Records supplied:
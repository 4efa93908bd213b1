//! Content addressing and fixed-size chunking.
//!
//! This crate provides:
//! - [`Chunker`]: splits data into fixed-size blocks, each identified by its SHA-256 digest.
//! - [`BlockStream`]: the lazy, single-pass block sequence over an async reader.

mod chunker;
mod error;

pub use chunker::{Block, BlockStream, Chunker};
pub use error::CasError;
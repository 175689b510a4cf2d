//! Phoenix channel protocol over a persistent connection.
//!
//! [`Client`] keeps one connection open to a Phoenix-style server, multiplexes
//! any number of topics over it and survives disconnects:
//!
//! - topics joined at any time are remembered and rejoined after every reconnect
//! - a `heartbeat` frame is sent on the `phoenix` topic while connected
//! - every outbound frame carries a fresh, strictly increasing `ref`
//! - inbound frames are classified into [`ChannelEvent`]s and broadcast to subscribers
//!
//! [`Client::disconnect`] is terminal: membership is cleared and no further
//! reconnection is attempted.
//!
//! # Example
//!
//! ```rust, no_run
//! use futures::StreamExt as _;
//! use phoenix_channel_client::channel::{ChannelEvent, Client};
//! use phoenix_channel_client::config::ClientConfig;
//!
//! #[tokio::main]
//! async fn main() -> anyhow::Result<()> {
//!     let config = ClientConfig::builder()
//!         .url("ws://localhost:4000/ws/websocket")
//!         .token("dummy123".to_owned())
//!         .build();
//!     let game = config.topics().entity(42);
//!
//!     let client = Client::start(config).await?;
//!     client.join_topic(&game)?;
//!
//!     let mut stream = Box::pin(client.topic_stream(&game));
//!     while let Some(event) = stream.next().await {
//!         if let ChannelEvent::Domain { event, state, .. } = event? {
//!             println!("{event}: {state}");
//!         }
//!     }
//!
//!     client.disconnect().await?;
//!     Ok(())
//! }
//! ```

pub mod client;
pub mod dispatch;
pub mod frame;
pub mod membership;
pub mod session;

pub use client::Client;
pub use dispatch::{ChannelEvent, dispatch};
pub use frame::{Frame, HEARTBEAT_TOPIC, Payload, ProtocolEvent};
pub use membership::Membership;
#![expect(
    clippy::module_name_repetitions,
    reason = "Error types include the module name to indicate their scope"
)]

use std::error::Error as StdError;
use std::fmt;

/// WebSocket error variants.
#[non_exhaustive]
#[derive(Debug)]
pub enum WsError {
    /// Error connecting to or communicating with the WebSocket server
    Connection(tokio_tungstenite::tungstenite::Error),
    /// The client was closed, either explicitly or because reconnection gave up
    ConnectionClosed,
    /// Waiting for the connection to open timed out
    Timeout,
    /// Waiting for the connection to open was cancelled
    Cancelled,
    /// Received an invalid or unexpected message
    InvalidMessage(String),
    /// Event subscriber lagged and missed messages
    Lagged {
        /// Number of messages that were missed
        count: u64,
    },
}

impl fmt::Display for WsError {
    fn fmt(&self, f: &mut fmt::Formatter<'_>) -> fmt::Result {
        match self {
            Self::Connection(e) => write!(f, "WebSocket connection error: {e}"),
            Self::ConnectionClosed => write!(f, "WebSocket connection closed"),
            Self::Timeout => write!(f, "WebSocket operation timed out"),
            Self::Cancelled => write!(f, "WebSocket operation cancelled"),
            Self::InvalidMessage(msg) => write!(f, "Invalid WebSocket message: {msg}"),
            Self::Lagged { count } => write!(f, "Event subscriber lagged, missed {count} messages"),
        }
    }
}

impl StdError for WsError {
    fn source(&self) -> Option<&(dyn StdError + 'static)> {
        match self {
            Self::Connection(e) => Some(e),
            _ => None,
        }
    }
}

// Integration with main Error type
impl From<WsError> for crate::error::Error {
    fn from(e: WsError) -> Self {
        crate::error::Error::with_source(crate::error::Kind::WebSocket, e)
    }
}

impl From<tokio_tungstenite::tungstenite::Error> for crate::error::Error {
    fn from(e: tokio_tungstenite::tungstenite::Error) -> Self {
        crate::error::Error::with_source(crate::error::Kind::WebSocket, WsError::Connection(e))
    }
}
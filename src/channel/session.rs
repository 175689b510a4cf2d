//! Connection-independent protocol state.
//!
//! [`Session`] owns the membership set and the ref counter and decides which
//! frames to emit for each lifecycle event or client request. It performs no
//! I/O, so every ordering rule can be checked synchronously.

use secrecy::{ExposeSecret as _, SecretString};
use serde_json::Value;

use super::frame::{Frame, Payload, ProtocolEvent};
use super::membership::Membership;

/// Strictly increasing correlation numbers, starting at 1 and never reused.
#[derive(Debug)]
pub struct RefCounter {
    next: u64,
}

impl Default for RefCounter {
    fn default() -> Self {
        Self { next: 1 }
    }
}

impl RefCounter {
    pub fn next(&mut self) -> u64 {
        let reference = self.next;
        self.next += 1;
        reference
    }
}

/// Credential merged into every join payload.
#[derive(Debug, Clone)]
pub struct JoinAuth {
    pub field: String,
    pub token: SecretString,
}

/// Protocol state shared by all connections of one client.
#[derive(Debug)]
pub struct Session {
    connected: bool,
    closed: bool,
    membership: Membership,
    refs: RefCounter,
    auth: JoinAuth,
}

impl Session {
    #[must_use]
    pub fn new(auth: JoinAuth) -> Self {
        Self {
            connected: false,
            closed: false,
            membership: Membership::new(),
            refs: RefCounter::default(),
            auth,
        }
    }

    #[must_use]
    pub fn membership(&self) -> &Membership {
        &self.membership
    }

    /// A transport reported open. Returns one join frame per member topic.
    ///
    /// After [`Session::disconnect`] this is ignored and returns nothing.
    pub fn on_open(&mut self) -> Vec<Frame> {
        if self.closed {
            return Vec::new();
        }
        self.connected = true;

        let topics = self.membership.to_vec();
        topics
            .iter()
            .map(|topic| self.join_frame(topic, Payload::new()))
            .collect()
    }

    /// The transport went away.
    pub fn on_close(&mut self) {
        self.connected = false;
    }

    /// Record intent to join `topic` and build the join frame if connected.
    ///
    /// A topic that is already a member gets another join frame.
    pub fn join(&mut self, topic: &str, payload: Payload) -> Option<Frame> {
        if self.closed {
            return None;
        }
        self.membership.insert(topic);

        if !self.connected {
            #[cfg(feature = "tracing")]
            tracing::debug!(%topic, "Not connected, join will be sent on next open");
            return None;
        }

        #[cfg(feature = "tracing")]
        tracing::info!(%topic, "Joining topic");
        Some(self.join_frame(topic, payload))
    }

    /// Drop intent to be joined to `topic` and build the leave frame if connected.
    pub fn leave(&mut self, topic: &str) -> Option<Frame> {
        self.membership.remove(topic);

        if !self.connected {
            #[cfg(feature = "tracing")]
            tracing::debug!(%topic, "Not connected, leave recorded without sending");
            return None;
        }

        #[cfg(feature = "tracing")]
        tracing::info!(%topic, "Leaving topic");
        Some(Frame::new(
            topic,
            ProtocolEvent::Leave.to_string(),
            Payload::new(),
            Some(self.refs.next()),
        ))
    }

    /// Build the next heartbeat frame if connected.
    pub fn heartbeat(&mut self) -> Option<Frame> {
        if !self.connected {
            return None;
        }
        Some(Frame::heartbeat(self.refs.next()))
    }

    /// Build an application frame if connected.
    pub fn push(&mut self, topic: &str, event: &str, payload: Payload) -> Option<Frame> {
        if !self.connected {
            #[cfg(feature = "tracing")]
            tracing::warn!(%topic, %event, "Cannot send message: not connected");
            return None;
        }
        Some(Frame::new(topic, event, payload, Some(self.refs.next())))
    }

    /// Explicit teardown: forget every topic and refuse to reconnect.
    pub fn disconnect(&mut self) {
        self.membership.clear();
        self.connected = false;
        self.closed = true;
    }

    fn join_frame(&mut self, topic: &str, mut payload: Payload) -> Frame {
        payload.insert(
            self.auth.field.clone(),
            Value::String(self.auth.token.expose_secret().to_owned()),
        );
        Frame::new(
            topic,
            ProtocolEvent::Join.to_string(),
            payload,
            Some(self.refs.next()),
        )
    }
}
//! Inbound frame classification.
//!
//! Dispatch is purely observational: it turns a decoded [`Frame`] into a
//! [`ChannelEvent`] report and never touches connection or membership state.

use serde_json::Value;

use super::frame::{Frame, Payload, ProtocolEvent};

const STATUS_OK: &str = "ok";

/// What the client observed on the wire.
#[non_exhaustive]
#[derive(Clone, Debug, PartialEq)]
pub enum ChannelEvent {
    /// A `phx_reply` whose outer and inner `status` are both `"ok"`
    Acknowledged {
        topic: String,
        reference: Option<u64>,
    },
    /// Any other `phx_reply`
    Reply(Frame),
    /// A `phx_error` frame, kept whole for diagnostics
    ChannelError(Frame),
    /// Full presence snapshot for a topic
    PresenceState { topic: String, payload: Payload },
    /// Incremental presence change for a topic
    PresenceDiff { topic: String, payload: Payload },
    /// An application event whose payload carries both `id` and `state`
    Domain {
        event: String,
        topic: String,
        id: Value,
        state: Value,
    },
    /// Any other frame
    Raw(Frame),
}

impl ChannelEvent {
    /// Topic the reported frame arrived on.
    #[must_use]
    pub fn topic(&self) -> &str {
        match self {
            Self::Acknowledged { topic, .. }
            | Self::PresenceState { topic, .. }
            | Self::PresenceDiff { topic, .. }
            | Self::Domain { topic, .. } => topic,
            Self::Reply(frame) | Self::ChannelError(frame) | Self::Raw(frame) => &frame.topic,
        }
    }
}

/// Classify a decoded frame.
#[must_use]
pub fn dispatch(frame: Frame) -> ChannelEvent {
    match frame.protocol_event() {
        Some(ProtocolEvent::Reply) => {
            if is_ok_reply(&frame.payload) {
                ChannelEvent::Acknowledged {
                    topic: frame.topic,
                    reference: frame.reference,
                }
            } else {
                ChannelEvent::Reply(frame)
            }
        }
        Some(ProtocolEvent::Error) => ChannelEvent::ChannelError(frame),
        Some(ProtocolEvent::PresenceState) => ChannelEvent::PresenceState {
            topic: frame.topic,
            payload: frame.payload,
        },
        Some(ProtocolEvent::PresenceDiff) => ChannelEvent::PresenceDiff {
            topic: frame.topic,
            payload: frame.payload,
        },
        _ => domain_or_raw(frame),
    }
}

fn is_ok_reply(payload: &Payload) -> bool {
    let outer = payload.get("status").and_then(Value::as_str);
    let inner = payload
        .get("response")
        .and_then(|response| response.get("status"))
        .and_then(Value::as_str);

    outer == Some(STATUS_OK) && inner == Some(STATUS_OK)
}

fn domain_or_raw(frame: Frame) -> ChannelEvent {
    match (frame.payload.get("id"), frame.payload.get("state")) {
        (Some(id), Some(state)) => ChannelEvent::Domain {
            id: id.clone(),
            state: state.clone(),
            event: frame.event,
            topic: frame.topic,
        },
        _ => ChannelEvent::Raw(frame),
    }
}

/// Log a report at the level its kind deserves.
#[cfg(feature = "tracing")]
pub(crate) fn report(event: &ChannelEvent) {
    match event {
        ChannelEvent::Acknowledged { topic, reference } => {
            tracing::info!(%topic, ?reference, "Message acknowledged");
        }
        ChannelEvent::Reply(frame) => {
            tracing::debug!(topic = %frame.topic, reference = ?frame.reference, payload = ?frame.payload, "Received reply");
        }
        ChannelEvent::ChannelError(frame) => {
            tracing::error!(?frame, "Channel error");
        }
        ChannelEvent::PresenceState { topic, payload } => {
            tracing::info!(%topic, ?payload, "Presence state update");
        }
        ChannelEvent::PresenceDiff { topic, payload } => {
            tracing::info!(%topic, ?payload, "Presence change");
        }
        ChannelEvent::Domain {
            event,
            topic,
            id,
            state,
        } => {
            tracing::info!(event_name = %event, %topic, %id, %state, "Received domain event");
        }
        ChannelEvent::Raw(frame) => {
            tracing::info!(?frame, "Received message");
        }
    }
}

Description of the task: Of all the entries above, retype exactly the lines from the line with "pub use client::Client;" to the line with "pub enum WsError", both included, and no others.

Completed task:
pub use client::Client;
pub use dispatch::{ChannelEvent, dispatch};
pub use frame::{Frame, HEARTBEAT_TOPIC, Payload, ProtocolEvent};
pub use membership::Membership;
#![expect(
    clippy::module_name_repetitions,
    reason = "Error types include the module name to indicate their scope"
)]

use std::error::Error as StdError;
use std::fmt;

/// WebSocket error variants.
#[non_exhaustive]
#[derive(Debug)]
pub enum WsError {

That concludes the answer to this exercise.